If you would like to ask a question, please press star 1 on your telephone keypad. Please ensure your line is unmuted locally as you'll be advised when to ask your question. Once again, that's star 1 if you would like to ask a question. The first question comes from the line of Alex Medhurst from Barclays. Please go ahead.
Hi, everyone. I hope you can hear me okay and thanks for the presentation. Just, well, three from me, if that's all right. Firstly, I noticed the comment on not pushing for any ad valorem pricing reductions next year, which is obviously positive for the revenue margin. Can you flesh out a little bit the thinking and what that means for how you're sort of thinking around the sort of responsible pricing strategy going forward beyond what's obviously pretty exceptional market conditions at the moment.
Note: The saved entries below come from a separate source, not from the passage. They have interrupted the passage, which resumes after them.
//! Configuration types shared across the orchestrator and sources.

use std::time::Duration;

use serde::{Deserialize, Serialize};

/// What to do when some, but not all, sources fail during a load.
#[derive(Debug, Clone, Copy, PartialEq, Eq, Default, Serialize, Deserialize)]
#[non_exhaustive]
pub enum FailurePolicy {
    /// Replace each failed source with an empty series and keep going.
    /// The load fails only if every source failed.
    #[default]
    Degrade,
    /// Fail the whole load as soon as any source fails.
    AllOrNothing,
}

/// How the shared date axis is built from the input series.
#[derive(Debug, Clone, Copy, PartialEq, Eq, Default, Serialize, Deserialize)]
#[non_exhaustive]
pub enum Alignment {
    /// Union of all dates; each series stays sparse over the axis.
    #[default]
    Union,
    /// Only dates present in every non-empty series.
    Intersection,
}

/// Sampling step applied to raw series before alignment.
#[derive(Debug, Clone, Copy, PartialEq, Eq, Default, Serialize, Deserialize)]
#[non_exhaustive]
pub enum Granularity {
    /// Keep every observation.
    #[default]
    Daily,
    /// One point per month, dated the first of the month, carrying the last
    /// value seen in that month.
    Monthly,
}

/// Global configuration for the `Bitacora` orchestrator.
#[derive(Debug, Clone, PartialEq, Eq, Serialize, Deserialize)]
pub struct BitacoraConfig {
    /// Longest gap, in missing calendar days, that forward fill will close.
    pub max_gap_days: u32,
    /// Timeout for each individual source fetch.
    pub source_timeout: Duration,
    /// Optional deadline for the whole fetch step.
    pub request_timeout: Option<Duration>,
    /// Partial-failure handling.
    pub failure_policy: FailurePolicy,
    /// Date axis construction.
    pub alignment: Alignment,
    /// Bucketing of raw series ahead of alignment.
    pub granularity: Granularity,
    /// Length of the `All` window in years.
    pub all_horizon_years: u32,
}

impl Default for BitacoraConfig {
    fn default() -> Self {
        Self {
            max_gap_days: 2,
            source_timeout: Duration::from_secs(30),
            request_timeout: None,
            failure_policy: FailurePolicy::default(),
            alignment: Alignment::default(),
            granularity: Granularity::default(),
            all_horizon_years: 15,
        }
    }
}
use chrono::{Datelike, Days, NaiveDate, Weekday};

use bitacora_core::{FetchWindow, Point, Series};

/// Shape of a synthetic feed.
struct Profile {
    start: f64,
    daily_drift: f64,
    wobble: f64,
    trading_days_only: bool,
    first_of_month_only: bool,
}

fn profile(code: &str) -> Option<Profile> {
    let p = match code {
        // indicators published every calendar day
        "uf" => Profile {
            start: 36_000.0,
            daily_drift: 0.000_1,
            wobble: 0.0,
            trading_days_only: false,
            first_of_month_only: false,
        },
        "dolar" | "usd" => Profile {
            start: 880.0,
            daily_drift: 0.000_05,
            wobble: 12.0,
            trading_days_only: true,
            first_of_month_only: false,
        },
        // monthly indicator, first-of-month dates
        "ipc" => Profile {
            start: 100.0,
            daily_drift: 0.000_1,
            wobble: 0.0,
            trading_days_only: false,
            first_of_month_only: true,
        },
        "ech.us" | "ipsa" => Profile {
            start: 27.0,
            daily_drift: 0.000_2,
            wobble: 0.8,
            trading_days_only: true,
            first_of_month_only: false,
        },
        "spy.us" => Profile {
            start: 470.0,
            daily_drift: 0.000_4,
            wobble: 6.0,
            trading_days_only: true,
            first_of_month_only: false,
        },
        "ewg.us" => Profile {
            start: 30.0,
            daily_drift: 0.000_15,
            wobble: 0.6,
            trading_days_only: true,
            first_of_month_only: false,
        },
        "ewj.us" => Profile {
            start: 65.0,
            daily_drift: 0.000_2,
            wobble: 1.1,
            trading_days_only: true,
            first_of_month_only: false,
        },
        "gld.us" => Profile {
            start: 190.0,
            daily_drift: 0.000_3,
            wobble: 2.5,
            trading_days_only: true,
            first_of_month_only: false,
        },
        "slv.us" => Profile {
            start: 21.0,
            daily_drift: 0.000_1,
            wobble: 0.7,
            trading_days_only: true,
            first_of_month_only: false,
        },
        "copx.us" => Profile {
            start: 38.0,
            daily_drift: 0.000_1,
            wobble: 1.4,
            trading_days_only: true,
            first_of_month_only: false,
        },
        "alb.us" => Profile {
            start: 140.0,
            daily_drift: -0.000_6,
            wobble: 5.0,
            trading_days_only: true,
            first_of_month_only: false,
        },
        _ => return None,
    };
    Some(p)
}

/// Anchor date for every synthetic feed; values are a pure function of the day offset from it.
fn epoch() -> NaiveDate {
    NaiveDate::from_ymd_opt(2000, 1, 1).unwrap_or(NaiveDate::MIN)
}

/// Deterministic series for `code` over `window`, or `None` for unknown codes.
pub fn by_code(code: &str, window: &FetchWindow) -> Option<Series> {
    let p = profile(code)?;
    let base = epoch();
    let mut out = Vec::new();
    let mut day = window.start;
    while day <= window.end {
        let keep = if p.first_of_month_only {
            day.day() == 1
        } else if p.trading_days_only {
            !matches!(day.weekday(), Weekday::Sat | Weekday::Sun)
        } else {
            true
        };
        if keep {
            let n = (day - base).num_days() as f64;
            let value = p.start * (1.0 + p.daily_drift).powf(n) + p.wobble * (n / 9.0).sin();
            out.push(Point::new(day, value));
        }
        match day.checked_add_days(Days::new(1)) {
            Some(next) => day = next,
            None => break,
        }
    }
    Some(Series::new(out))
}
Secondly, a question on time for advice. You know, you've had the business for a year and a half now or so, or even slightly longer. So presumably having conversations with your existing advisor base. Can you give any color on sort of what the potential demand is from the existing customer base and what the reception is to that transaction ahead of the launch next year? And then thirdly, just a quick question on competition. We've obviously seen some of the big players refocusing a bit on the market. Can you just give an update on how the competitive landscape is developing? Thank you very much.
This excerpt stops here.